Cathy Johnston, manager-instructor at Brookline Technical Institute’s hair-styling school in Anaheim, believes that modern barbers also must be flexible.

“A barber today should be able to do everything. You have to continue your education if you want to stay current,” she said. “When my students graduate, they are able to do all the old-time barber skills that I still treasure, as well as what’s needed for the contemporary styling. Flat-tops came back. You need to be able to do it all.”

Johnston agreed that a shop owner also must have some business savvy. She pointed out that shops have hiked haircut prices because of rising rents and new insurance requirements. And like the movie-theater owner who profits from popcorn sales, the modern shop owner should push plenty of hair-care products as another source of revenue, she said.

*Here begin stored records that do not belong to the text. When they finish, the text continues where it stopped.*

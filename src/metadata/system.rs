//! Per-object technical metadata ("system metadata").
//!
//! Every object uploaded to a member node travels with one of these
//! records. The checksum algorithm is always MD5 and the access policy is
//! always a single public-read rule; private packages are not supported.

use std::fmt;

use super::checksum::{compute_md5, md5_hex, ReadableStream};
use super::xml::XmlDocument;
use crate::error::MetadataError;
use crate::pid::Pid;

/// The only checksum algorithm the repository accepts from us.
pub const CHECKSUM_ALGORITHM: &str = "MD5";

/// Subject that stands for anonymous users.
pub const PUBLIC_SUBJECT: &str = "public";

const SYSTEM_METADATA_NAMESPACE: &str = "http://ns.dataone.org/service/types/v2.0";

#[derive(Debug, Clone, PartialEq, Eq)]
pub struct Checksum {
    pub algorithm: String,
    pub value: String,
}

#[derive(Debug, Clone, Copy, PartialEq, Eq)]
pub enum Permission {
    Read,
}

impl Permission {
    pub fn as_str(&self) -> &'static str {
        match self {
            Permission::Read => "read",
        }
    }
}

impl fmt::Display for Permission {
    fn fmt(&self, f: &mut fmt::Formatter<'_>) -> fmt::Result {
        f.write_str(self.as_str())
    }
}

#[derive(Debug, Clone, PartialEq, Eq)]
pub struct AccessRule {
    pub subjects: Vec<String>,
    pub permissions: Vec<Permission>,
}

#[derive(Debug, Clone, PartialEq, Eq)]
pub struct AccessPolicy {
    pub rules: Vec<AccessRule>,
}

impl AccessPolicy {
    /// One rule: `public` may `read`.
    pub fn public_read() -> Self {
        Self {
            rules: vec![AccessRule {
                subjects: vec![PUBLIC_SUBJECT.to_string()],
                permissions: vec![Permission::Read],
            }],
        }
    }
}

/// Content being described.
pub enum Content<'a> {
    /// Whole in-memory buffer, hashed in one pass.
    Buffer(&'a [u8]),
    /// A stream hashed chunk by chunk to bound memory use.
    Stream(&'a mut dyn ReadableStream),
}

#[derive(Debug, Clone, PartialEq, Eq)]
pub struct SystemMetadata {
    pub pid: Pid,
    pub format_id: String,
    pub size: u64,
    pub checksum: Checksum,
    /// Empty for objects without a meaningful file name (the resource map).
    pub file_name: String,
    pub rights_holder: String,
    pub access_policy: AccessPolicy,
}

/// Builds the system metadata for one object.
///
/// `size` overrides the measured content length; callers pass it for files
/// whose size the storage layer already reports.
pub fn generate_system_metadata(
    pid: impl Into<Pid>,
    format_id: &str,
    content: Content<'_>,
    name: &str,
    rights_holder: &str,
    size: Option<u64>,
) -> Result<SystemMetadata, MetadataError> {
    let (digest, measured) = match content {
        Content::Buffer(bytes) => (md5_hex(bytes), bytes.len() as u64),
        Content::Stream(stream) => {
            let digest = compute_md5(stream)?;
            (digest.hex, digest.bytes_read)
        }
    };

    Ok(SystemMetadata {
        pid: pid.into(),
        format_id: format_id.to_string(),
        size: size.unwrap_or(measured),
        checksum: Checksum {
            algorithm: CHECKSUM_ALGORITHM.to_string(),
            value: digest,
        },
        file_name: name.to_string(),
        rights_holder: rights_holder.to_string(),
        access_policy: AccessPolicy::public_read(),
    })
}

impl SystemMetadata {
    /// Serializes to the DataONE v2 `systemMetadata` document, elements in
    /// schema order.
    pub fn to_xml(&self) -> Result<Vec<u8>, MetadataError> {
        let mut doc = XmlDocument::new()?;
        doc.open("d1:systemMetadata", &[("xmlns:d1", SYSTEM_METADATA_NAMESPACE)])?;
        doc.text_element("serialVersion", &[], "1")?;
        doc.text_element("identifier", &[], self.pid.as_str())?;
        doc.text_element("formatId", &[], &self.format_id)?;
        doc.text_element("size", &[], &self.size.to_string())?;
        doc.text_element(
            "checksum",
            &[("algorithm", self.checksum.algorithm.as_str())],
            &self.checksum.value,
        )?;
        doc.text_element("rightsHolder", &[], &self.rights_holder)?;

        doc.open("accessPolicy", &[])?;
        for rule in &self.access_policy.rules {
            doc.open("allow", &[])?;
            for subject in &rule.subjects {
                doc.text_element("subject", &[], subject)?;
            }
            for permission in &rule.permissions {
                doc.text_element("permission", &[], permission.as_str())?;
            }
            doc.close("allow")?;
        }
        doc.close("accessPolicy")?;

        if !self.file_name.is_empty() {
            doc.text_element("fileName", &[], &self.file_name)?;
        }
        doc.close("d1:systemMetadata")?;
        Ok(doc.finish())
    }
}

#[cfg(test)]
mod tests {
    use super::*;
    use crate::metadata::checksum::MemoryStream;

    fn assert_fixed_policy(meta: &SystemMetadata) {
        assert_eq!(meta.checksum.algorithm, "MD5");
        assert_eq!(meta.access_policy.rules.len(), 1);
        let rule = &meta.access_policy.rules[0];
        assert_eq!(rule.subjects, vec!["public".to_string()]);
        assert_eq!(rule.permissions, vec![Permission::Read]);
    }

    #[test]
    fn test_buffer_metadata() {
        let meta = generate_system_metadata(
            "pid-1",
            "text/plain",
            Content::Buffer(b"hello world"),
            "LICENSE",
            "http://orcid.org/0000-0001",
            None,
        )
        .expect("metadata");
        assert_eq!(meta.pid.as_str(), "pid-1");
        assert_eq!(meta.size, 11);
        assert_eq!(meta.checksum.value, "5eb63bbbe01eeed093cb22bb8f5acdc3");
        assert_eq!(meta.file_name, "LICENSE");
        assert_fixed_policy(&meta);
    }

    #[test]
    fn test_stream_metadata_with_size_override() {
        let data = b"hello world";
        let mut stream = MemoryStream::new(data);
        let meta = generate_system_metadata(
            7u64,
            "text/csv",
            Content::Stream(&mut stream),
            "data.csv",
            "owner",
            Some(4096),
        )
        .expect("metadata");
        assert_eq!(meta.pid.as_str(), "7");
        assert_eq!(meta.size, 4096);
        assert_eq!(meta.checksum.value, md5_hex(data));
        assert_fixed_policy(&meta);
    }

    #[test]
    fn test_policy_fixed_for_any_input() {
        for (format, content, owner) in [
            ("application/octet-stream", &b""[..], ""),
            ("http://www.openarchives.org/ore/terms", &b"<rdf/>"[..], "someone"),
        ] {
            let meta = generate_system_metadata(
                Pid::generate(),
                format,
                Content::Buffer(content),
                "",
                owner,
                None,
            )
            .expect("metadata");
            assert_fixed_policy(&meta);
        }
    }

    #[test]
    fn test_xml_element_order() {
        let meta = generate_system_metadata(
            "pid-1",
            "text/plain",
            Content::Buffer(b"x"),
            "LICENSE",
            "owner",
            None,
        )
        .expect("metadata");
        let xml = String::from_utf8(meta.to_xml().expect("xml")).expect("utf8");

        let order = [
            "<serialVersion>",
            "<identifier>pid-1</identifier>",
            "<formatId>text/plain</formatId>",
            "<size>1</size>",
            "<checksum algorithm=\"MD5\">",
            "<rightsHolder>owner</rightsHolder>",
            "<subject>public</subject>",
            "<permission>read</permission>",
            "<fileName>LICENSE</fileName>",
        ];
        let mut cursor = 0;
        for needle in order {
            let found = xml[cursor..]
                .find(needle)
                .unwrap_or_else(|| panic!("{} missing or out of order in {}", needle, xml));
            cursor += found + needle.len();
        }
    }

    #[test]
    fn test_xml_omits_empty_file_name() {
        let meta = generate_system_metadata(
            "map",
            "http://www.openarchives.org/ore/terms",
            Content::Buffer(b"x"),
            "",
            "owner",
            None,
        )
        .expect("metadata");
        let xml = String::from_utf8(meta.to_xml().expect("xml")).expect("utf8");
        assert!(!xml.contains("fileName"));
    }
}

Still, Johnston does not believe that old-time barbers ought to throw in the towel. “There’s room for everybody,” she said. “There are shops that do haircuts for men, one after another. There’s a need for that. I’m not snobbish about it at all.”

Also optimistic is Quinton (Red) Carter, director of the barber and hair stylists division of the Los Angeles County unit of the United Food and Commercial Workers. “The trend among males is back to the tapered haircut,” he said. “The old-fashioned barber shop is very busy because they know how to do what these people want. They know how to give a tapered haircut and a flat-top.”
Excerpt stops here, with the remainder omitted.